- [Input for this task]
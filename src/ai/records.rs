//! Structured records the model is asked to produce.

use serde::{Deserialize, Serialize};

/// Checks applied to a decoded reply before it is accepted.
pub trait StructuredReply: Sized + serde::de::DeserializeOwned {
    /// Field names that must be present in the reply object.
    const REQUIRED_FIELDS: &'static [&'static str];

    /// Record used when the reply cannot be decoded.
    fn fallback(reason: &str) -> Self;

    /// Rejects decoded values outside their allowed range.
    ///
    /// # Errors
    ///
    /// Returns a description of the first invalid field.
    fn validate(&self) -> Result<(), String> {
        Ok(())
    }
}

/// Per-file onboarding analysis.
#[derive(Debug, Clone, PartialEq, Eq, Serialize, Deserialize)]
pub struct FileAnalysis {
    /// What the file is for.
    pub description: String,
    /// Functions, selectors, or components worth knowing about.
    pub functions: Vec<String>,
    /// `low`, `medium`, `high`, or `unknown`.
    pub complexity: String,
    /// Improvement suggestions.
    pub suggestions: Vec<String>,
}

impl FileAnalysis {
    /// Analysis recorded when a file has no readable content.
    #[must_use]
    pub fn unavailable(path: &str) -> Self {
        Self::fallback(&format!("no content available for {path}"))
    }
}

impl StructuredReply for FileAnalysis {
    const REQUIRED_FIELDS: &'static [&'static str] =
        &["description", "functions", "complexity", "suggestions"];

    fn fallback(reason: &str) -> Self {
        Self {
            description: format!("Analysis unavailable: {reason}"),
            functions: Vec::new(),
            complexity: "unknown".to_owned(),
            suggestions: Vec::new(),
        }
    }
}

/// Three-level quality grade.
#[derive(Debug, Clone, Copy, PartialEq, Eq, Serialize, Deserialize)]
#[serde(rename_all = "lowercase")]
pub enum Grade {
    /// Good.
    #[serde(alias = "Good", alias = "GOOD")]
    Good,
    /// Acceptable with room for improvement.
    #[serde(alias = "Fair", alias = "FAIR")]
    Fair,
    /// Poor.
    #[serde(alias = "Poor", alias = "POOR")]
    Poor,
}

/// Grade of one aspect of a commit, `unknown` when it could not be judged.
#[derive(Debug, Clone, Copy, PartialEq, Eq, Serialize, Deserialize)]
#[serde(rename_all = "lowercase")]
pub enum AspectStatus {
    /// Good.
    #[serde(alias = "Good", alias = "GOOD")]
    Good,
    /// Acceptable with room for improvement.
    #[serde(alias = "Fair", alias = "FAIR")]
    Fair,
    /// Poor.
    #[serde(alias = "Poor", alias = "POOR")]
    Poor,
    /// Not assessed.
    #[serde(alias = "Unknown", alias = "UNKNOWN")]
    Unknown,
}

/// Assessment of how well a commit message matches its changes.
#[derive(Debug, Clone, PartialEq, Eq, Serialize, Deserialize)]
pub struct CommitAssessment {
    /// Overall grade.
    pub rating: Grade,
    /// Score from 0 to 10.
    pub score: u8,
    /// Whether the message describes what changed.
    pub message_accuracy: AspectStatus,
    /// Whether the message follows commit conventions.
    pub message_practices: AspectStatus,
    /// Whether the changes belong together.
    pub cohesion: AspectStatus,
    /// Improvement suggestions.
    pub suggestions: Vec<String>,
    /// Short verdict.
    pub summary: String,
}

/// Score reported when the reply could not be decoded.
pub const NEUTRAL_SCORE: u8 = 5;

/// Highest allowed score.
pub const MAX_SCORE: u8 = 10;

impl StructuredReply for CommitAssessment {
    const REQUIRED_FIELDS: &'static [&'static str] = &[
        "rating",
        "score",
        "message_accuracy",
        "message_practices",
        "cohesion",
        "suggestions",
        "summary",
    ];

    fn fallback(reason: &str) -> Self {
        Self {
            rating: Grade::Fair,
            score: NEUTRAL_SCORE,
            message_accuracy: AspectStatus::Unknown,
            message_practices: AspectStatus::Unknown,
            cohesion: AspectStatus::Unknown,
            suggestions: Vec::new(),
            summary: format!("The model reply could not be interpreted: {reason}"),
        }
    }

    fn validate(&self) -> Result<(), String> {
        if self.score > MAX_SCORE {
            return Err(format!(
                "score {} is outside 0-{MAX_SCORE}",
                self.score
            ));
        }
        Ok(())
    }
}
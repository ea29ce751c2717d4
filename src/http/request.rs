//! Endpoint descriptors for REST calls.

use std::fmt;

/// A query parameter value.
#[derive(Debug, Clone, PartialEq, Eq)]
pub enum QueryValue {
    /// Free-form text.
    Text(String),
    /// Non-negative integer.
    Number(u64),
}

impl fmt::Display for QueryValue {
    fn fmt(&self, f: &mut fmt::Formatter<'_>) -> fmt::Result {
        match self {
            Self::Text(text) => f.write_str(text),
            Self::Number(number) => write!(f, "{number}"),
        }
    }
}

impl From<&str> for QueryValue {
    fn from(value: &str) -> Self {
        Self::Text(value.to_owned())
    }
}

impl From<String> for QueryValue {
    fn from(value: String) -> Self {
        Self::Text(value)
    }
}

impl From<u32> for QueryValue {
    fn from(value: u32) -> Self {
        Self::Number(u64::from(value))
    }
}

impl From<u64> for QueryValue {
    fn from(value: u64) -> Self {
        Self::Number(value)
    }
}

/// Page cursor attached to paginated requests.
#[derive(Debug, Clone, Copy, PartialEq, Eq)]
pub struct PageCursor {
    /// 1-based page number.
    pub page: u32,
    /// Items requested per page.
    pub per_page: u32,
}

/// A REST endpoint: path relative to the API root, fixed query parameters,
/// and an optional page cursor.
///
/// A path that already carries a scheme (`https://…`) is used verbatim.
///
/// # Example
///
/// ```
/// use repopulse::http::EndpointRequest;
///
/// let request = EndpointRequest::new("/repos/octocat/hello/pulls")
///     .with_param("state", "all")
///     .paged(2, 50);
/// let pairs = request.query_pairs();
/// assert!(pairs.contains(&("page".to_owned(), "2".to_owned())));
/// ```
#[derive(Debug, Clone, PartialEq, Eq)]
pub struct EndpointRequest {
    path: String,
    query: Vec<(String, QueryValue)>,
    cursor: Option<PageCursor>,
}

impl EndpointRequest {
    /// Creates a request for `path` with no parameters.
    #[must_use]
    pub fn new(path: impl Into<String>) -> Self {
        Self {
            path: path.into(),
            query: Vec::new(),
            cursor: None,
        }
    }

    /// Adds a fixed query parameter.
    #[must_use]
    pub fn with_param(mut self, key: impl Into<String>, value: impl Into<QueryValue>) -> Self {
        self.query.push((key.into(), value.into()));
        self
    }

    /// Returns a copy of this request positioned at `page`.
    #[must_use]
    pub fn paged(&self, page: u32, per_page: u32) -> Self {
        Self {
            path: self.path.clone(),
            query: self.query.clone(),
            cursor: Some(PageCursor { page, per_page }),
        }
    }

    /// Endpoint path.
    #[must_use]
    pub fn path(&self) -> &str {
        &self.path
    }

    /// Page cursor, if the request is paginated.
    #[must_use]
    pub const fn cursor(&self) -> Option<PageCursor> {
        self.cursor
    }

    /// Query parameters rendered as string pairs, cursor last.
    #[must_use]
    pub fn query_pairs(&self) -> Vec<(String, String)> {
        let mut pairs: Vec<(String, String)> = self
            .query
            .iter()
            .map(|(key, value)| (key.clone(), value.to_string()))
            .collect();
        if let Some(cursor) = self.cursor {
            pairs.push(("per_page".to_owned(), cursor.per_page.to_string()));
            pairs.push(("page".to_owned(), cursor.page.to_string()));
        }
        pairs
    }

    /// Resolves the request URL against `base_url`.
    #[must_use]
    pub fn resolve(&self, base_url: &str) -> String {
        if self.path.starts_with("http://") || self.path.starts_with("https://") {
            return self.path.clone();
        }
        let base = base_url.trim_end_matches('/');
        if self.path.starts_with('/') {
            format!("{base}{}", self.path)
        } else {
            format!("{base}/{}", self.path)
        }
    }
}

- [The problem] Count, in the listing, each line that holds the string "fallback", then give the count and nothing else.

- [Result of this task] 4